Task statement: Should a line below contain the word "timer", report it.

Saved data entries:
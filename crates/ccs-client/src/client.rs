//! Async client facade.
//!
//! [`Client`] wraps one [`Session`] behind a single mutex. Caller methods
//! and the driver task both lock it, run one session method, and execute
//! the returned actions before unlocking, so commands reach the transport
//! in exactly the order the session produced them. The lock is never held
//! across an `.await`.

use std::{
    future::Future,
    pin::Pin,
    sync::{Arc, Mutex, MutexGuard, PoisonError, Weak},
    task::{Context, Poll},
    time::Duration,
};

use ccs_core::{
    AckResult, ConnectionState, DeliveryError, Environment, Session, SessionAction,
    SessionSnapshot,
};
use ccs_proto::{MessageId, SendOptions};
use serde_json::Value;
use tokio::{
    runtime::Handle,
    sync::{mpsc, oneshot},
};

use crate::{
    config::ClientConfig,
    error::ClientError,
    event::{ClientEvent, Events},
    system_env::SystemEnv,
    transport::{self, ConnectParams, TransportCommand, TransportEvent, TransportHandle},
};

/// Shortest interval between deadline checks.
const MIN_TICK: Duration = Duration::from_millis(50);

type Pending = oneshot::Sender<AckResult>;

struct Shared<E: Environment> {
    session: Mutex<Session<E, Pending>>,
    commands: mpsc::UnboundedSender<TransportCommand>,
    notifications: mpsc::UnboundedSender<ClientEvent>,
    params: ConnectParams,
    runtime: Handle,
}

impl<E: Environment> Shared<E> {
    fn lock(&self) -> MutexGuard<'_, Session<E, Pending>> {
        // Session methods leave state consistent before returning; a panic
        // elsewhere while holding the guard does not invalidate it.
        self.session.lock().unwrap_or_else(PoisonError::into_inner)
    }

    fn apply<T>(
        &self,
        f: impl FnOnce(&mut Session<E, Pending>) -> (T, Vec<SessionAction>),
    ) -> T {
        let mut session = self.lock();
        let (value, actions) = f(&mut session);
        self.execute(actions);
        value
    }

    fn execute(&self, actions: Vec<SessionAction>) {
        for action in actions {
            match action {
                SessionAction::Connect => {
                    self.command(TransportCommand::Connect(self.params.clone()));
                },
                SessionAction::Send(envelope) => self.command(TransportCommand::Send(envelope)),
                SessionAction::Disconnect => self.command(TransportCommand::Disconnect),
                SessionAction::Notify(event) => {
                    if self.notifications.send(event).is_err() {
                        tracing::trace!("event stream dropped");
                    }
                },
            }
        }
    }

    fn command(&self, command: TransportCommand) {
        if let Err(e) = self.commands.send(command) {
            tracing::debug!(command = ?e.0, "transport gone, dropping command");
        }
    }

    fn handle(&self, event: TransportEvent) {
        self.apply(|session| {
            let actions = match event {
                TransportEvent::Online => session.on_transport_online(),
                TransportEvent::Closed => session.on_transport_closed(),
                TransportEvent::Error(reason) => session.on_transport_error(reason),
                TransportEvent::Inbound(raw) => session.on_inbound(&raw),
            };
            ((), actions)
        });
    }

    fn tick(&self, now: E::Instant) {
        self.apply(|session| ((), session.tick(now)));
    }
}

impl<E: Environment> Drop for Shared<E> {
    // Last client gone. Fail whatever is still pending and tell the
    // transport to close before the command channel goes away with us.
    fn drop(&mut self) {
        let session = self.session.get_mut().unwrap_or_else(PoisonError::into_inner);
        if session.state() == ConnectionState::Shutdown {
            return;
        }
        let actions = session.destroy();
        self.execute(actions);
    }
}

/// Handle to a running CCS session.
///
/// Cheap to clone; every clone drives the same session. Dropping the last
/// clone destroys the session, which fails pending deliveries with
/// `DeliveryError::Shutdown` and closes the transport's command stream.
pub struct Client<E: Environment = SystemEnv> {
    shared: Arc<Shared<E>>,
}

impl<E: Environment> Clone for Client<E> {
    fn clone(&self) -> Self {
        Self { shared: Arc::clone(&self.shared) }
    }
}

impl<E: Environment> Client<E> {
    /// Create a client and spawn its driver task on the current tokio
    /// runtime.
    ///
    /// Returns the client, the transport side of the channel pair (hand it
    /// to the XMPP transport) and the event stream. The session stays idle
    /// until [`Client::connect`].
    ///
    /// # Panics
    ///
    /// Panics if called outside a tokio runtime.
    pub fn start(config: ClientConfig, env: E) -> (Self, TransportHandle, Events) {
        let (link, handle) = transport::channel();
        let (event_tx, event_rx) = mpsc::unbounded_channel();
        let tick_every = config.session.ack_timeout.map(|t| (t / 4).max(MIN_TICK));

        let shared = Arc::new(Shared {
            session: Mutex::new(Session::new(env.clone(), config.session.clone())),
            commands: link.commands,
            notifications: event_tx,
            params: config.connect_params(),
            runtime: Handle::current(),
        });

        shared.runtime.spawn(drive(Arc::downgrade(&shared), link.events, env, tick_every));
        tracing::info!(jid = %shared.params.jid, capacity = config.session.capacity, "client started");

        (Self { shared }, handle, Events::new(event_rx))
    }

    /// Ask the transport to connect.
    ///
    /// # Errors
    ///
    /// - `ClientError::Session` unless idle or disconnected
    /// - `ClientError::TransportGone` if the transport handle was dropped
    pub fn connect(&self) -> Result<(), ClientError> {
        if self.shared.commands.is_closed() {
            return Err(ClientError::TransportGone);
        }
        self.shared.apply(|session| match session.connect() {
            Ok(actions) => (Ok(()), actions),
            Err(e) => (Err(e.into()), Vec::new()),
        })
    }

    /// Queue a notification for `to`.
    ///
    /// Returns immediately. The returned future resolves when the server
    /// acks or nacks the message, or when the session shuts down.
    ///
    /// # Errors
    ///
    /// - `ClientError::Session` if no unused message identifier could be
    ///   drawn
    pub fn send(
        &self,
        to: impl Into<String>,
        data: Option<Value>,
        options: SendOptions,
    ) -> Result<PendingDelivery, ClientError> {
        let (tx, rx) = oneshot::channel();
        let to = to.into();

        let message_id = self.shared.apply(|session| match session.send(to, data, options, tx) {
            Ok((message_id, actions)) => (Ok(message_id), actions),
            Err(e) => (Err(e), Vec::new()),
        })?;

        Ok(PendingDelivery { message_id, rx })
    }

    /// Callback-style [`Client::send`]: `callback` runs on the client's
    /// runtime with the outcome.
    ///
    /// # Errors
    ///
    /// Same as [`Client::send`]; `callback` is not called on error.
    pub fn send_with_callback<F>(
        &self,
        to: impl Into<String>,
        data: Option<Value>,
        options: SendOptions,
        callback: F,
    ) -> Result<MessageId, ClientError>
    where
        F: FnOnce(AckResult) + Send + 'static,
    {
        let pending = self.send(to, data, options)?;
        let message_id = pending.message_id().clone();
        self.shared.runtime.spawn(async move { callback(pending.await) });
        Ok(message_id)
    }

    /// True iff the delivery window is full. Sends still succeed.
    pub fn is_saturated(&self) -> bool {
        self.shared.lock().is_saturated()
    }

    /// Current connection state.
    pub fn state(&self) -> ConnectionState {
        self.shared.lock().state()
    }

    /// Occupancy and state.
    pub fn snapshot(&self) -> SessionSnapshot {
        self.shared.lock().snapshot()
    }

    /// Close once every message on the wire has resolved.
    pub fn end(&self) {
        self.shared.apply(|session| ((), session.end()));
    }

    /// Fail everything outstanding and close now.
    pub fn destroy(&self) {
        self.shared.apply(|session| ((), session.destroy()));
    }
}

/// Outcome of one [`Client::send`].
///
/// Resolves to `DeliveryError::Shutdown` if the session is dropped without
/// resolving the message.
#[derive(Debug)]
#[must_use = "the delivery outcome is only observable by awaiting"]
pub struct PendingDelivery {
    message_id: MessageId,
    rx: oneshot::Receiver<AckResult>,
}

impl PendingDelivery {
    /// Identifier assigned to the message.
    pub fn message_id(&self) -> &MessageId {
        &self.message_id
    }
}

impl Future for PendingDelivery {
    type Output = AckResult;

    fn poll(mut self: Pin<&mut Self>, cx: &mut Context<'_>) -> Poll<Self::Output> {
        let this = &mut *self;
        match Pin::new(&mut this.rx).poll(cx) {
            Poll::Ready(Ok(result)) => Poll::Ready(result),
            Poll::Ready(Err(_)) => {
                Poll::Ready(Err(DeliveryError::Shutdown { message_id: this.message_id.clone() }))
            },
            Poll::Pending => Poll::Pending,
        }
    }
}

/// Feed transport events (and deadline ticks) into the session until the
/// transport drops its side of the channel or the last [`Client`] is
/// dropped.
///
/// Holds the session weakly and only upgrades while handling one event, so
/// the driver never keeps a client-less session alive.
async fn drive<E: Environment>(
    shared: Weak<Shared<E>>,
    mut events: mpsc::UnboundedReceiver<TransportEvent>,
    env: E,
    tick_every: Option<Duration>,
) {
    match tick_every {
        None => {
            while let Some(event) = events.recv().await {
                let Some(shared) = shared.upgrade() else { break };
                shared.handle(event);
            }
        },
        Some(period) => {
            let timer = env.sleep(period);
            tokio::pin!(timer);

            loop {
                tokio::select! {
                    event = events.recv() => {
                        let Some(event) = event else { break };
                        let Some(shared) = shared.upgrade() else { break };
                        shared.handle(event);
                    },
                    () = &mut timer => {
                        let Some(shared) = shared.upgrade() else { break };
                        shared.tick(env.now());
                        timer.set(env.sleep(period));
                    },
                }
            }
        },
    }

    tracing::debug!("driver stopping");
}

Task answer:
            let timer = env.sleep(period);
            tokio::pin!(timer);
                    () = &mut timer => {
                        timer.set(env.sleep(period));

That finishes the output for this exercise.